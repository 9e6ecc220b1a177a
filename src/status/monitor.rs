//! Status monitor: recomputes the status snapshot whenever an input changes.

use crate::host::types::{data_type, StreamState, Units};
use crate::host::HostService;
use crate::status::app_state::{classify, AppState, StatusInputs};
use crate::status::readout::LiveReadout;
use std::sync::Arc;
use std::time::Duration;
use tokio::sync::watch;
use tokio_util::sync::CancellationToken;

/// Everything a status screen needs.
#[derive(Debug, Clone, PartialEq, Default)]
pub struct StatusSnapshot {
    /// Setup state
    pub state: AppState,
    /// Live values
    pub readout: LiveReadout,
    /// Rider's unit preference
    pub units: Units,
    /// Name of the active ride profile, if received
    pub profile_name: Option<String>,
}

impl StatusSnapshot {
    /// Readout label in the rider's units.
    pub fn label(&self) -> String {
        self.readout.label(self.units)
    }

    /// Extra line for the disabled state naming the active ride profile.
    pub fn detail(&self) -> Option<String> {
        match (self.state, &self.profile_name) {
            (AppState::Disabled, Some(name)) => Some(format!("Current profile: {}", name)),
            _ => None,
        }
    }
}

/// Latest upstream values held by the monitor task.
#[derive(Debug, Default)]
struct MonitorInputs {
    status: StatusInputs,
    readout: LiveReadout,
    units: Units,
    profile_name: Option<String>,
}

impl MonitorInputs {
    fn snapshot(&self) -> StatusSnapshot {
        StatusSnapshot {
            state: classify(&self.status),
            readout: self.readout,
            units: self.units,
            profile_name: self.profile_name.clone(),
        }
    }
}

fn stream_value(state: &StreamState) -> Option<f64> {
    match state {
        StreamState::Streaming(point) => point.single_value(),
        _ => None,
    }
}

/// Background task that keeps a [`StatusSnapshot`] current.
///
/// Dropping the monitor stops the task.
pub struct StatusMonitor {
    snapshot: watch::Receiver<StatusSnapshot>,
    token: CancellationToken,
}

impl StatusMonitor {
    /// Start monitoring. Must be called within a tokio runtime.
    pub fn spawn(host: Arc<dyn HostService>, connection_grace: Duration) -> Self {
        let (tx, rx) = watch::channel(StatusSnapshot::default());
        let token = CancellationToken::new();

        tokio::spawn(monitor(host, connection_grace, tx, token.clone()));

        Self {
            snapshot: rx,
            token,
        }
    }

    /// Current snapshot.
    pub fn snapshot(&self) -> StatusSnapshot {
        self.snapshot.borrow().clone()
    }

    /// Receiver notified on every snapshot change.
    pub fn subscribe(&self) -> watch::Receiver<StatusSnapshot> {
        self.snapshot.clone()
    }

    /// Stop monitoring.
    pub fn stop(&self) {
        self.token.cancel();
    }
}

impl Drop for StatusMonitor {
    fn drop(&mut self) {
        self.token.cancel();
    }
}

async fn monitor(
    host: Arc<dyn HostService>,
    connection_grace: Duration,
    snapshot: watch::Sender<StatusSnapshot>,
    token: CancellationToken,
) {
    let mut connection = host.subscribe_connection();
    let mut saved_devices = host.subscribe_saved_devices();
    let mut ride_profile = host.subscribe_ride_profile();
    let mut user_profile = host.subscribe_user_profile();
    let mut power = host.subscribe_stream(data_type::POWER);
    let mut speed = host.subscribe_stream(data_type::SPEED);

    let grace = tokio::time::sleep(connection_grace);
    tokio::pin!(grace);

    let mut inputs = MonitorInputs::default();

    loop {
        tokio::select! {
            biased;
            _ = token.cancelled() => break,
            _ = &mut grace, if !inputs.status.connection_grace_elapsed => {
                inputs.status.connection_grace_elapsed = true;
            }
            Some(connected) = connection.recv() => inputs.status.host_connected = connected,
            Some(devices) = saved_devices.recv() => inputs.status.saved_devices = Some(devices),
            Some(profile) = ride_profile.recv() => {
                inputs.status.indoor = Some(profile.indoor);
                inputs.profile_name = Some(profile.name);
            },
            Some(profile) = user_profile.recv() => inputs.units = profile.preferred_unit,
            Some(state) = power.recv() => inputs.readout.power_watts = stream_value(&state),
            Some(state) = speed.recv() => inputs.readout.speed_ms = stream_value(&state),
        }

        let next = inputs.snapshot();
        snapshot.send_if_modified(|current| {
            if *current == next {
                return false;
            }
            if current.state != next.state {
                tracing::info!("App state: {:?} -> {:?}", current.state, next.state);
            }
            *current = next;
            true
        });
    }
}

^^^^^^^^^^^^^^^^

◆ Directions for this task ◆
Output the data above exactly, please, line for line.

◆ Exercise output ◆
repository 9e6ecc220b1a177a
filename src/status/monitor.rs
//! Status monitor: recomputes the status snapshot whenever an input changes.

use crate::host::types::{data_type, StreamState, Units};
use crate::host::HostService;
use crate::status::app_state::{classify, AppState, StatusInputs};
use crate::status::readout::LiveReadout;
use std::sync::Arc;
use std::time::Duration;
use tokio::sync::watch;
use tokio_util::sync::CancellationToken;

/// Everything a status screen needs.
#[derive(Debug, Clone, PartialEq, Default)]
pub struct StatusSnapshot {
    /// Setup state
    pub state: AppState,
    /// Live values
    pub readout: LiveReadout,
    /// Rider's unit preference
    pub units: Units,
    /// Name of the active ride profile, if received
    pub profile_name: Option<String>,
}

impl StatusSnapshot {
    /// Readout label in the rider's units.
    pub fn label(&self) -> String {
        self.readout.label(self.units)
    }

    /// Extra line for the disabled state naming the active ride profile.
    pub fn detail(&self) -> Option<String> {
        match (self.state, &self.profile_name) {
            (AppState::Disabled, Some(name)) => Some(format!("Current profile: {}", name)),
            _ => None,
        }
    }
}

/// Latest upstream values held by the monitor task.
#[derive(Debug, Default)]
struct MonitorInputs {
    status: StatusInputs,
    readout: LiveReadout,
    units: Units,
    profile_name: Option<String>,
}

impl MonitorInputs {
    fn snapshot(&self) -> StatusSnapshot {
        StatusSnapshot {
            state: classify(&self.status),
            readout: self.readout,
            units: self.units,
            profile_name: self.profile_name.clone(),
        }
    }
}

fn stream_value(state: &StreamState) -> Option<f64> {
    match state {
        StreamState::Streaming(point) => point.single_value(),
        _ => None,
    }
}

/// Background task that keeps a [`StatusSnapshot`] current.
///
/// Dropping the monitor stops the task.
pub struct StatusMonitor {
    snapshot: watch::Receiver<StatusSnapshot>,
    token: CancellationToken,
}

impl StatusMonitor {
    /// Start monitoring. Must be called within a tokio runtime.
    pub fn spawn(host: Arc<dyn HostService>, connection_grace: Duration) -> Self {
        let (tx, rx) = watch::channel(StatusSnapshot::default());
        let token = CancellationToken::new();

        tokio::spawn(monitor(host, connection_grace, tx, token.clone()));

        Self {
            snapshot: rx,
            token,
        }
    }

    /// Current snapshot.
    pub fn snapshot(&self) -> StatusSnapshot {
        self.snapshot.borrow().clone()
    }

    /// Receiver notified on every snapshot change.
    pub fn subscribe(&self) -> watch::Receiver<StatusSnapshot> {
        self.snapshot.clone()
    }

    /// Stop monitoring.
    pub fn stop(&self) {
        self.token.cancel();
    }
}

impl Drop for StatusMonitor {
    fn drop(&mut self) {
        self.token.cancel();
    }
}

async fn monitor(
    host: Arc<dyn HostService>,
    connection_grace: Duration,
    snapshot: watch::Sender<StatusSnapshot>,
    token: CancellationToken,
) {
    let mut connection = host.subscribe_connection();
    let mut saved_devices = host.subscribe_saved_devices();
    let mut ride_profile = host.subscribe_ride_profile();
    let mut user_profile = host.subscribe_user_profile();
    let mut power = host.subscribe_stream(data_type::POWER);
    let mut speed = host.subscribe_stream(data_type::SPEED);

    let grace = tokio::time::sleep(connection_grace);
    tokio::pin!(grace);

    let mut inputs = MonitorInputs::default();

    loop {
        tokio::select! {
            biased;
            _ = token.cancelled() => break,
            _ = &mut grace, if !inputs.status.connection_grace_elapsed => {
                inputs.status.connection_grace_elapsed = true;
            }
            Some(connected) = connection.recv() => inputs.status.host_connected = connected,
            Some(devices) = saved_devices.recv() => inputs.status.saved_devices = Some(devices),
            Some(profile) = ride_profile.recv() => {
                inputs.status.indoor = Some(profile.indoor);
                inputs.profile_name = Some(profile.name);
            },
            Some(profile) = user_profile.recv() => inputs.units = profile.preferred_unit,
            Some(state) = power.recv() => inputs.readout.power_watts = stream_value(&state),
            Some(state) = speed.recv() => inputs.readout.speed_ms = stream_value(&state),
        }

        let next = inputs.snapshot();
        snapshot.send_if_modified(|current| {
            if *current == next {
                return false;
            }
            if current.state != next.state {
                tracing::info!("App state: {:?} -> {:?}", current.state, next.state);
            }
            *current = next;
            true
        });
    }
}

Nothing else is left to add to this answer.